Raw data Start Marker

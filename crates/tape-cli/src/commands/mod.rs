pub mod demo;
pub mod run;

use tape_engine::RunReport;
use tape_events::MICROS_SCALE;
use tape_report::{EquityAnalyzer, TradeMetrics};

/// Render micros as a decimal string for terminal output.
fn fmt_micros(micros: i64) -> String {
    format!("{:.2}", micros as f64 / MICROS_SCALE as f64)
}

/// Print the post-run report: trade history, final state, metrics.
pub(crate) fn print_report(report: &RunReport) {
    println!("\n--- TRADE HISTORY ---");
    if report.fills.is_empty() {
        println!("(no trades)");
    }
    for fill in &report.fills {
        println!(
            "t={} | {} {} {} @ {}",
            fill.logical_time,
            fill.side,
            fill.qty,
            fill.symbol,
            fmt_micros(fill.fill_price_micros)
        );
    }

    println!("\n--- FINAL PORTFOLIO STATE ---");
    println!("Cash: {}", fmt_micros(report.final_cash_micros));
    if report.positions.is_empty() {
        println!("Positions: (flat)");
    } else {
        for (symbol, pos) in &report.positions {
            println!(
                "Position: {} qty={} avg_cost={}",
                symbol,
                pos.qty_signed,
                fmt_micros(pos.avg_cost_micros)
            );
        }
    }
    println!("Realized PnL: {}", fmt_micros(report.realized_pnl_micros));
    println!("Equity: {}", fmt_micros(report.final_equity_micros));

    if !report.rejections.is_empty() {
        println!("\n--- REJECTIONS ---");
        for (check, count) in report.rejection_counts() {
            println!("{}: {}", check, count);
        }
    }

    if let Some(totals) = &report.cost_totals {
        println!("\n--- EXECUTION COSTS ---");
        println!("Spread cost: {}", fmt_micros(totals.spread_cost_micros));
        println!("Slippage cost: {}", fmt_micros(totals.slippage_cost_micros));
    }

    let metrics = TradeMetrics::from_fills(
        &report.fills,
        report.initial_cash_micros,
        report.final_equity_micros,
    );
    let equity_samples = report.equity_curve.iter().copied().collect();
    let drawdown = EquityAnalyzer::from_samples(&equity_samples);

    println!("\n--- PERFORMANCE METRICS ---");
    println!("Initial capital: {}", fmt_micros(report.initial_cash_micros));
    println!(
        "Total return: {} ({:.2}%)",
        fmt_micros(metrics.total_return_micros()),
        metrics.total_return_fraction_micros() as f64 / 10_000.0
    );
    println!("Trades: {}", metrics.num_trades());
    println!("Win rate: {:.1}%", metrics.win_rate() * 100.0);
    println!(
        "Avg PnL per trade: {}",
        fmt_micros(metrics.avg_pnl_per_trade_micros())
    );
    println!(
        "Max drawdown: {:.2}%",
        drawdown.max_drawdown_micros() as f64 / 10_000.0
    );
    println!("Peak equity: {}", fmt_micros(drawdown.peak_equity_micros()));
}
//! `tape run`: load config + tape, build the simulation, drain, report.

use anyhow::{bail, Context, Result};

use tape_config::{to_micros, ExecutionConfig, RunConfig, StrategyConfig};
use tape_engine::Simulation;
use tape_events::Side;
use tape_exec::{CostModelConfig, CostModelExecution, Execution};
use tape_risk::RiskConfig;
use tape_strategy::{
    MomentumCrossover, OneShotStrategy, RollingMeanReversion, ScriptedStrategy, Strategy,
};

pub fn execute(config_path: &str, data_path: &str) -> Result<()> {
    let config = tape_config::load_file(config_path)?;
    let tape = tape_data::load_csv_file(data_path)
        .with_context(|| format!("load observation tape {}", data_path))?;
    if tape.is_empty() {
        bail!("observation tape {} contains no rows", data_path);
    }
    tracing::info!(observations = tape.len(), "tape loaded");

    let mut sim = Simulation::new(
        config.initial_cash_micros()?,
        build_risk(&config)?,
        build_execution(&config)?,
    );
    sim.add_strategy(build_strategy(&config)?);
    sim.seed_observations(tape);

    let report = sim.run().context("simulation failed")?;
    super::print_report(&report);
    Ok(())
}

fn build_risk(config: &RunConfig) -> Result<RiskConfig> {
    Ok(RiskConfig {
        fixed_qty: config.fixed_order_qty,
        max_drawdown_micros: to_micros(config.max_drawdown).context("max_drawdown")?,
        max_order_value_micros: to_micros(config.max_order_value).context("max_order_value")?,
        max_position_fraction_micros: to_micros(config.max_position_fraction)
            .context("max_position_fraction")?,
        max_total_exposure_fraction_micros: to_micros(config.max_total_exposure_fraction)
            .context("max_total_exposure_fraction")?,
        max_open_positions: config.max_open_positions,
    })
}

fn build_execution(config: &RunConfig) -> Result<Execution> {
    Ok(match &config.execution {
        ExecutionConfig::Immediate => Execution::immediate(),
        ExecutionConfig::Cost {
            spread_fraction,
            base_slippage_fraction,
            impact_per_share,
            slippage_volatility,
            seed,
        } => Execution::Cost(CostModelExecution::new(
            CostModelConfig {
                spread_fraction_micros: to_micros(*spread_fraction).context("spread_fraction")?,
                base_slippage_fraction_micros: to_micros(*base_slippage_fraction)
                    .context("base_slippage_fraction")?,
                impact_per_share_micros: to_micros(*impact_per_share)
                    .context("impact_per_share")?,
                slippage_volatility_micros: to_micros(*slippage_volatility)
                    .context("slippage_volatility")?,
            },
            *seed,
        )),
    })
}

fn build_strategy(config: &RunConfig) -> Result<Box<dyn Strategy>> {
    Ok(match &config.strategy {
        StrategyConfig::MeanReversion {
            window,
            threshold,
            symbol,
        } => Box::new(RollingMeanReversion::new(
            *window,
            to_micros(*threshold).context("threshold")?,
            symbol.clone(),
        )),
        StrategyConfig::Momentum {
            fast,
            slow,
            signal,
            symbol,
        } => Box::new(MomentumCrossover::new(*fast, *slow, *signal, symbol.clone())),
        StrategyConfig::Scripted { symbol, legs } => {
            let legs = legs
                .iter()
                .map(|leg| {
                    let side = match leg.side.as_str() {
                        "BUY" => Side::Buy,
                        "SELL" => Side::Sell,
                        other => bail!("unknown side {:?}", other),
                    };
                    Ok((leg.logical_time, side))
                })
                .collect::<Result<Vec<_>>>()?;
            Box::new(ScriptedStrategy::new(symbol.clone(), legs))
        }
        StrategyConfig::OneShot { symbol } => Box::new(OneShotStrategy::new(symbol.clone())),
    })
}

Raw data End Marker

▶ _What to produce_: Where a line of the listing holds the string "format", copy that line.

▶ _Your response_:
    format!("{:.2}", micros as f64 / MICROS_SCALE as f64)
        .with_context(|| format!("load observation tape {}", data_path))?;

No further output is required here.